**Exercise requirements**
Write out exactly the lines running from the one that contains "to one commit" through the end of the material.
Records for processing below:
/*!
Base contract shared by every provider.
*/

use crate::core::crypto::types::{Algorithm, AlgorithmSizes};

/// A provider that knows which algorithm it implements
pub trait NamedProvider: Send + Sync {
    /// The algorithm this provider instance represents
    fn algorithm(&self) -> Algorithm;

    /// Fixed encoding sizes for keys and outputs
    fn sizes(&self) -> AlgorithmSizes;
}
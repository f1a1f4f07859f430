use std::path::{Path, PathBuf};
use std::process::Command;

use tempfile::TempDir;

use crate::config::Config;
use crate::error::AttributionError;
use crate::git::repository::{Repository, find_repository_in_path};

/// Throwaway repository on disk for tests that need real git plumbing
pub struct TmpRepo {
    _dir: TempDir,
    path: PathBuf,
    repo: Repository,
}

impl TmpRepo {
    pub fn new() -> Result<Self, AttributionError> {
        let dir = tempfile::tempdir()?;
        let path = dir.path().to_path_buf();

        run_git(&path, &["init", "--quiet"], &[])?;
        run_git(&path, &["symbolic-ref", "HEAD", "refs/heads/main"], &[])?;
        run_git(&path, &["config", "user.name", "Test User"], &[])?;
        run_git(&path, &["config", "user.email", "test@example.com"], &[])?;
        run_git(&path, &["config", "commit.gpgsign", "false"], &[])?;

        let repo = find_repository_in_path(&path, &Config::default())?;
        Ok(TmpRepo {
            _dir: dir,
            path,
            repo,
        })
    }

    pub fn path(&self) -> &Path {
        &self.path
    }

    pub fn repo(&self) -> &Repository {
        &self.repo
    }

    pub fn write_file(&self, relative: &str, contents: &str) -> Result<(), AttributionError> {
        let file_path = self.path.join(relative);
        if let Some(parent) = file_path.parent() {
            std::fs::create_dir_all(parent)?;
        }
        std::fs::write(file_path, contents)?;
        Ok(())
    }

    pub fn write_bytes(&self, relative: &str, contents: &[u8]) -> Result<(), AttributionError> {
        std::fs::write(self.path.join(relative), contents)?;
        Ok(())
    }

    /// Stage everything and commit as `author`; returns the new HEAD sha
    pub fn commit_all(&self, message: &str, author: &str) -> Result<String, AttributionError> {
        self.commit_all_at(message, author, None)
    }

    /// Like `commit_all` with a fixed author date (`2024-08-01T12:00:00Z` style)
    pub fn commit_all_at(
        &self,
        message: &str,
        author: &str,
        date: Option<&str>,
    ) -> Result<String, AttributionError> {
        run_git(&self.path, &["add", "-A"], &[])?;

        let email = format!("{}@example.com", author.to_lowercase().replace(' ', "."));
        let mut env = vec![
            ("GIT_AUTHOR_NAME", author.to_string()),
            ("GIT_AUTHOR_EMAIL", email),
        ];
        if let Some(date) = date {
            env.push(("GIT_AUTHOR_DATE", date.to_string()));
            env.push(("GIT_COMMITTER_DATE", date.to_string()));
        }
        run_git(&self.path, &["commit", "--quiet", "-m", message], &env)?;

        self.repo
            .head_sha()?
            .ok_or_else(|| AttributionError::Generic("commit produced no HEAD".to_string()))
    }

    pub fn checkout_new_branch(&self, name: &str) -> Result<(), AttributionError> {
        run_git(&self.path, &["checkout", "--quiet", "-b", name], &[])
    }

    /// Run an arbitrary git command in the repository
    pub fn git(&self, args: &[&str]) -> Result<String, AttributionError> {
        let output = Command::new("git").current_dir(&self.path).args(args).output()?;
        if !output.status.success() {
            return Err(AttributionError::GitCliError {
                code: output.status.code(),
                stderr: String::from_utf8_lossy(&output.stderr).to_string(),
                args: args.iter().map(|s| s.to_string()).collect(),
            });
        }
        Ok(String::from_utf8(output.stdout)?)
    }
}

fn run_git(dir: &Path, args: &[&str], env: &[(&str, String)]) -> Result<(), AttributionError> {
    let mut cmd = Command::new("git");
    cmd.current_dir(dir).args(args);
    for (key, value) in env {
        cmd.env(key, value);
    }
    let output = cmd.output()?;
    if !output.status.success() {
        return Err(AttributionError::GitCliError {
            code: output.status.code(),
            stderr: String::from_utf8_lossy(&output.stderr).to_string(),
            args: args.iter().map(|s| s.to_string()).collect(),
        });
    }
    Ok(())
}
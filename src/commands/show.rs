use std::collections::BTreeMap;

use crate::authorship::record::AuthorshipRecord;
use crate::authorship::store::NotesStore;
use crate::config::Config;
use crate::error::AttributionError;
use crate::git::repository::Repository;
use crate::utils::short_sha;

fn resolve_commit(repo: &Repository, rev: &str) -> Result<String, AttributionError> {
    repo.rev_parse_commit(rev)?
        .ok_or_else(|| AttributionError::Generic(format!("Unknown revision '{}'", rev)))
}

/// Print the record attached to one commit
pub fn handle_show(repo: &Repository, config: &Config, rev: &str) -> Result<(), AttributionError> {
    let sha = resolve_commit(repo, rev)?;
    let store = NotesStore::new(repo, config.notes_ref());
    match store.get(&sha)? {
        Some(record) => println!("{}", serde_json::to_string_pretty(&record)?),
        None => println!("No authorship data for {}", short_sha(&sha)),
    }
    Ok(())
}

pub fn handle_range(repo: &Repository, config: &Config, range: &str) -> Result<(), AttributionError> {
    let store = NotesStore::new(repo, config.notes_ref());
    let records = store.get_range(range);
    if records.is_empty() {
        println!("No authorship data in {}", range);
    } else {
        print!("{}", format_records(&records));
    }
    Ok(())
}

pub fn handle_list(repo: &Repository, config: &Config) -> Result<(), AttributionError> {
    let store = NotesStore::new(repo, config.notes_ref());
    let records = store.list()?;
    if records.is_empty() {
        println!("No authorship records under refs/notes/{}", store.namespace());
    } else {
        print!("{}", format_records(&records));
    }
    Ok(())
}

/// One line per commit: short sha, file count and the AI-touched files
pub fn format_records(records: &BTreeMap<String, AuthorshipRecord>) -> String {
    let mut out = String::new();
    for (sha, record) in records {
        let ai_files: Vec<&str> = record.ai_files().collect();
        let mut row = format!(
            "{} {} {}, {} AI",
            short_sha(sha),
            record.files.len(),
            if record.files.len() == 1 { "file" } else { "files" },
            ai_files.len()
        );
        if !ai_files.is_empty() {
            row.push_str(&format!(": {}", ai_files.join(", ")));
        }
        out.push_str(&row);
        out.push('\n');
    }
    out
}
End of Records for processing.
**Response area**
/// Print the record attached to one commit
pub fn handle_show(repo: &Repository, config: &Config, rev: &str) -> Result<(), AttributionError> {
    let sha = resolve_commit(repo, rev)?;
    let store = NotesStore::new(repo, config.notes_ref());
    match store.get(&sha)? {
        Some(record) => println!("{}", serde_json::to_string_pretty(&record)?),
        None => println!("No authorship data for {}", short_sha(&sha)),
    }
    Ok(())
}

pub fn handle_range(repo: &Repository, config: &Config, range: &str) -> Result<(), AttributionError> {
    let store = NotesStore::new(repo, config.notes_ref());
    let records = store.get_range(range);
    if records.is_empty() {
        println!("No authorship data in {}", range);
    } else {
        print!("{}", format_records(&records));
    }
    Ok(())
}

pub fn handle_list(repo: &Repository, config: &Config) -> Result<(), AttributionError> {
    let store = NotesStore::new(repo, config.notes_ref());
    let records = store.list()?;
    if records.is_empty() {
        println!("No authorship records under refs/notes/{}", store.namespace());
    } else {
        print!("{}", format_records(&records));
    }
    Ok(())
}

/// One line per commit: short sha, file count and the AI-touched files
pub fn format_records(records: &BTreeMap<String, AuthorshipRecord>) -> String {
    let mut out = String::new();
    for (sha, record) in records {
        let ai_files: Vec<&str> = record.ai_files().collect();
        let mut row = format!(
            "{} {} {}, {} AI",
            short_sha(sha),
            record.files.len(),
            if record.files.len() == 1 { "file" } else { "files" },
            ai_files.len()
        );
        if !ai_files.is_empty() {
            row.push_str(&format!(": {}", ai_files.join(", ")));
        }
        out.push_str(&row);
        out.push('\n');
    }
    out
}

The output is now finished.